Tra le perle indiscusse del teatro italiano, “Natale in Casa Cupiello” di Eduardo De Filippo brilla di una luce unica, mescolando sapientemente la comicità più genuina con una profonda a tratti straziante, malinconia.
Al centro della scena c’è Luca Cupiello, un uomo dalla semplicità disarmante, quasi infantile, la cui unica ragione di vita e la sua più grande ossessione è la preparazione del presepe. Per Luca, il presepe non è un semplice addobbo, ma un mondo intero, un rifugio dai piccoli e grandi drammi familiari che lo circondano, e che lui, con la sua ingenuità, sembra non voler vedere.
La sua frase iconica, ripetuta con ostinata speranza: “T’o piace ‘o presepe?” (Ti piace il presepe?), diventa un tormentone che scandisce il ritmo della commedia, ma anche un simbolo della sua incapacità di accettare una realtà diversa da quella che ha costruito nella sua mente.La casa Cupiello è un vero e proprio microcosmo della Napoli borghese dell’epoca, popolata da personaggi indimenticabili:
Concetta: La moglie di Luca, una donna pratica, rassegnata ma profondamente affettuosa, che cerca di tenere in piedi la baracca tra le fisse del marito e le tensioni dei figli.
Tommasino (Nennillo): Il figlio ribelle e disincantato, l’unico in famiglia a non condividere l’entusiasmo per il presepe, anzi, a provare per esso una quasi aggressiva indifferenza. Il suo “non mi piace” è una pugnalata al cuore per Luca e rappresenta il divario generazionale e la perdita di valori tradizionali.

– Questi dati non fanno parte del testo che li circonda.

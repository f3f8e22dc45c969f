//! Common imports for producing and consuming wire payloads.

pub use crate::codec::PayloadCodec;
pub use crate::gate::PayloadGate;
pub use crate::inbound::{InboundCommand, InboundMessage, RumbleCommand};
pub use crate::settings::{PlayerColour, SettingsMessage};
pub use mobpad_errors::ProtocolError;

Ninuccia: La figlia, una donna complessa e infelice, intrappolata in un matrimonio senza amore con Nicola e segretamente innamorata di Vittorio. La sua crisi sentimentale è il vero detonatore dei drammi che sconvolgeranno il Natale dei Cupiello.
Quella che inizia come una commedia degli equivoci, con Luca che si ostina a non vedere la relazione extra-coniugale di Ninuccia e il tentativo di fuga con Vittorio, si trasforma gradualmente in una profonda tragedia. Luca, vittima di un ictus, giace a letto, e il suo presepe, quasi come un altare, diventa il centro di un addio commovente.Nel finale, la cruda realtà irrompe con tutta la sua violenza. Luca, in punto di morte, riceve finalmente il “sì” che ha tanto agognato da Nennillo riguardo al presepe, ma è un “sì” dettato dalla pietà, dalla disperazione, un’illusione finale prima dell’estremo congedo. È il trionfo della poesia sulla prosa della vita, del sogno sulla realtà, ma anche la malinconia di un’innocenza perduta.
“Natale in Casa Cupiello” è più di una semplice commedia natalizia; è una profonda riflessione sulla famiglia, sui sogni infranti, sulla cecità affettuosa dei padri e sulla difficoltà di accettare la verità. Eduardo De Filippo, con la sua maestria, ci regala un’opera senza tempo, capace di far ridere e piangere, di commuovere e far riflettere sulla complessità delle relazioni umane e sulla potenza dei simboli che ci aggrappiamo per dare senso alla nostra esistenza. Il presepe di Luca Cupiello, in fondo, è il presepe di tutti noi: un’ancora di speranza e bellezza in un mondo spesso troppo complicato.